------ Raw data ------

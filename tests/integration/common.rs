use std::fs;
use std::io::Write;
use std::path::PathBuf;
use std::process::{Command, Output, Stdio};
use std::sync::atomic::{AtomicUsize, Ordering};

pub use shotlist::arg::arg_parse_strategy::CommandArgParser;
pub use shotlist::command::command_parser::CommandParser;
use shotlist::config::Config;
use shotlist::core::context::AppContext;
use shotlist::logging::Logger;

pub fn binary_path() -> String {
    let raw = PathBuf::from(env!("CARGO_BIN_EXE_shotlist"));
    if raw.is_absolute() {
        return raw.to_string_lossy().to_string();
    }
    let from_manifest = PathBuf::from(env!("CARGO_MANIFEST_DIR")).join(&raw);
    if from_manifest.exists() {
        return from_manifest.to_string_lossy().to_string();
    }
    raw.to_string_lossy().to_string()
}

static COUNTER: AtomicUsize = AtomicUsize::new(0);

pub fn make_temp_dir(prefix: &str) -> PathBuf {
    let dir = std::env::temp_dir().join(format!(
        "{prefix}-{}-{}",
        std::time::SystemTime::now()
            .duration_since(std::time::UNIX_EPOCH)
            .unwrap()
            .as_nanos(),
        COUNTER.fetch_add(1, Ordering::Relaxed)
    ));
    let _ = fs::create_dir_all(&dir);
    dir
}

pub fn write_valid_config(dir: &PathBuf) {
    write_config(dir, "driving", "estimate", 20, "True");
}

pub fn write_config(dir: &PathBuf, mode: &str, service: &str, allowance: u32, logging: &str) {
    let cfg = format!(
        r#"{{
      "travel_mode": {{ "value": "{mode}", "description": "mode" }},
      "travel_service": {{ "value": "{service}", "description": "service" }},
      "setup_allowance": {{ "value": {allowance}, "description": "allowance" }},
      "file_logging_enabled": {{ "value": "{logging}", "description": "file logging" }}
    }}"#
    );
    fs::write(dir.join("config.json"), cfg).unwrap();
}

pub fn run_with_input(dir: &PathBuf, input: &str) -> Output {
    run_with_args(dir, &[], input)
}

pub fn run_with_args(dir: &PathBuf, args: &[&str], input: &str) -> Output {
    let mut child = Command::new(binary_path())
        .args(args)
        .current_dir(dir)
        .stdin(Stdio::piped())
        .stdout(Stdio::piped())
        .stderr(Stdio::piped())
        .spawn()
        .expect("failed to spawn binary");

    child
        .stdin
        .as_mut()
        .unwrap()
        .write_all(input.as_bytes())
        .unwrap();

    child.wait_with_output().unwrap()
}

pub fn run_without_input(dir: &PathBuf) -> Output {
    Command::new(binary_path())
        .current_dir(dir)
        .stdin(Stdio::null())
        .stdout(Stdio::null())
        .stderr(Stdio::piped())
        .output()
        .expect("failed to run binary")
}

fn strip_ansi_and_control(s: &str) -> String {
    let mut out = String::with_capacity(s.len());
    let mut bytes = s.bytes().peekable();

    while let Some(b) = bytes.next() {
        if b == 0x1B {
            if matches!(bytes.peek(), Some(b'[')) {
                let _ = bytes.next();
                while let Some(nb) = bytes.next() {
                    if (nb as char).is_ascii_alphabetic() {
                        break;
                    }
                }
                continue;
            }
        }

        if b.is_ascii_control() {
            continue;
        }

        out.push(b as char);
    }

    out
}

pub fn normalized_lines(buf: &[u8]) -> Vec<String> {
    String::from_utf8_lossy(buf)
        .lines()
        .map(|l| {
            let stripped = strip_ansi_and_control(l);
            let trimmed = stripped.trim();
            if let Some(rest) = trimmed.strip_prefix('>') {
                rest.trim().to_string()
            } else {
                trimmed.to_string()
            }
        })
        .filter(|l| !l.is_empty())
        .collect()
}

pub fn build_context(dir: &PathBuf) -> AppContext {
    let config_path = dir.join("config.json");
    let config = Config::load_from(&config_path).expect("config should load");
    AppContext::with_parts(
        config,
        Logger::new(),
        config_path,
        dir.join("shoots"),
        dir.join("logs"),
    )
}

pub fn execute_command(
    line: &str,
    arg_parser: &CommandArgParser,
    command_parser: &CommandParser,
    ctx: &mut AppContext,
) {
    let mut parts = line.split_whitespace();
    let command = parts.next().unwrap_or("");
    let raw_args: Vec<String> = parts.map(|s| s.to_string()).collect();

    let args = arg_parser
        .parse(command, &raw_args)
        .unwrap_or_else(|e| panic!("arg parse failed for '{}': {}", line, e));
    let cmd = command_parser
        .parse(command, &args)
        .unwrap_or_else(|e| panic!("command parse failed for '{}': {}", line, e));
    cmd.execute(ctx)
        .unwrap_or_else(|e| panic!("command execute failed for '{}': {}", line, e));
}

pub fn read_log_contents(dir: &PathBuf) -> Option<String> {
    let logs_dir = dir.join("logs");
    let mut entries = fs::read_dir(&logs_dir).ok()?;
    let entry = entries.find_map(|e| e.ok())?;
    fs::read_to_string(entry.path()).ok()
}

------

- **What the exercise asks**
Would you return all of the data exactly as given?

- **Response to the exercise**
filename tests/integration/common.rs
use std::fs;
use std::io::Write;
use std::path::PathBuf;
use std::process::{Command, Output, Stdio};
use std::sync::atomic::{AtomicUsize, Ordering};

pub use shotlist::arg::arg_parse_strategy::CommandArgParser;
pub use shotlist::command::command_parser::CommandParser;
use shotlist::config::Config;
use shotlist::core::context::AppContext;
use shotlist::logging::Logger;

pub fn binary_path() -> String {
    let raw = PathBuf::from(env!("CARGO_BIN_EXE_shotlist"));
    if raw.is_absolute() {
        return raw.to_string_lossy().to_string();
    }
    let from_manifest = PathBuf::from(env!("CARGO_MANIFEST_DIR")).join(&raw);
    if from_manifest.exists() {
        return from_manifest.to_string_lossy().to_string();
    }
    raw.to_string_lossy().to_string()
}

static COUNTER: AtomicUsize = AtomicUsize::new(0);

pub fn make_temp_dir(prefix: &str) -> PathBuf {
    let dir = std::env::temp_dir().join(format!(
        "{prefix}-{}-{}",
        std::time::SystemTime::now()
            .duration_since(std::time::UNIX_EPOCH)
            .unwrap()
            .as_nanos(),
        COUNTER.fetch_add(1, Ordering::Relaxed)
    ));
    let _ = fs::create_dir_all(&dir);
    dir
}

pub fn write_valid_config(dir: &PathBuf) {
    write_config(dir, "driving", "estimate", 20, "True");
}

pub fn write_config(dir: &PathBuf, mode: &str, service: &str, allowance: u32, logging: &str) {
    let cfg = format!(
        r#"{{
      "travel_mode": {{ "value": "{mode}", "description": "mode" }},
      "travel_service": {{ "value": "{service}", "description": "service" }},
      "setup_allowance": {{ "value": {allowance}, "description": "allowance" }},
      "file_logging_enabled": {{ "value": "{logging}", "description": "file logging" }}
    }}"#
    );
    fs::write(dir.join("config.json"), cfg).unwrap();
}

pub fn run_with_input(dir: &PathBuf, input: &str) -> Output {
    run_with_args(dir, &[], input)
}

pub fn run_with_args(dir: &PathBuf, args: &[&str], input: &str) -> Output {
    let mut child = Command::new(binary_path())
        .args(args)
        .current_dir(dir)
        .stdin(Stdio::piped())
        .stdout(Stdio::piped())
        .stderr(Stdio::piped())
        .spawn()
        .expect("failed to spawn binary");

    child
        .stdin
        .as_mut()
        .unwrap()
        .write_all(input.as_bytes())
        .unwrap();

    child.wait_with_output().unwrap()
}

pub fn run_without_input(dir: &PathBuf) -> Output {
    Command::new(binary_path())
        .current_dir(dir)
        .stdin(Stdio::null())
        .stdout(Stdio::null())
        .stderr(Stdio::piped())
        .output()
        .expect("failed to run binary")
}

fn strip_ansi_and_control(s: &str) -> String {
    let mut out = String::with_capacity(s.len());
    let mut bytes = s.bytes().peekable();

    while let Some(b) = bytes.next() {
        if b == 0x1B {
            if matches!(bytes.peek(), Some(b'[')) {
                let _ = bytes.next();
                while let Some(nb) = bytes.next() {
                    if (nb as char).is_ascii_alphabetic() {
                        break;
                    }
                }
                continue;
            }
        }

        if b.is_ascii_control() {
            continue;
        }

        out.push(b as char);
    }

    out
}

pub fn normalized_lines(buf: &[u8]) -> Vec<String> {
    String::from_utf8_lossy(buf)
        .lines()
        .map(|l| {
            let stripped = strip_ansi_and_control(l);
            let trimmed = stripped.trim();
            if let Some(rest) = trimmed.strip_prefix('>') {
                rest.trim().to_string()
            } else {
                trimmed.to_string()
            }
        })
        .filter(|l| !l.is_empty())
        .collect()
}

pub fn build_context(dir: &PathBuf) -> AppContext {
    let config_path = dir.join("config.json");
    let config = Config::load_from(&config_path).expect("config should load");
    AppContext::with_parts(
        config,
        Logger::new(),
        config_path,
        dir.join("shoots"),
        dir.join("logs"),
    )
}

pub fn execute_command(
    line: &str,
    arg_parser: &CommandArgParser,
    command_parser: &CommandParser,
    ctx: &mut AppContext,
) {
    let mut parts = line.split_whitespace();
    let command = parts.next().unwrap_or("");
    let raw_args: Vec<String> = parts.map(|s| s.to_string()).collect();

    let args = arg_parser
        .parse(command, &raw_args)
        .unwrap_or_else(|e| panic!("arg parse failed for '{}': {}", line, e));
    let cmd = command_parser
        .parse(command, &args)
        .unwrap_or_else(|e| panic!("command parse failed for '{}': {}", line, e));
    cmd.execute(ctx)
        .unwrap_or_else(|e| panic!("command execute failed for '{}': {}", line, e));
}

pub fn read_log_contents(dir: &PathBuf) -> Option<String> {
    let logs_dir = dir.join("logs");
    let mut entries = fs::read_dir(&logs_dir).ok()?;
    let entry = entries.find_map(|e| e.ok())?;
    fs::read_to_string(entry.path()).ok()
}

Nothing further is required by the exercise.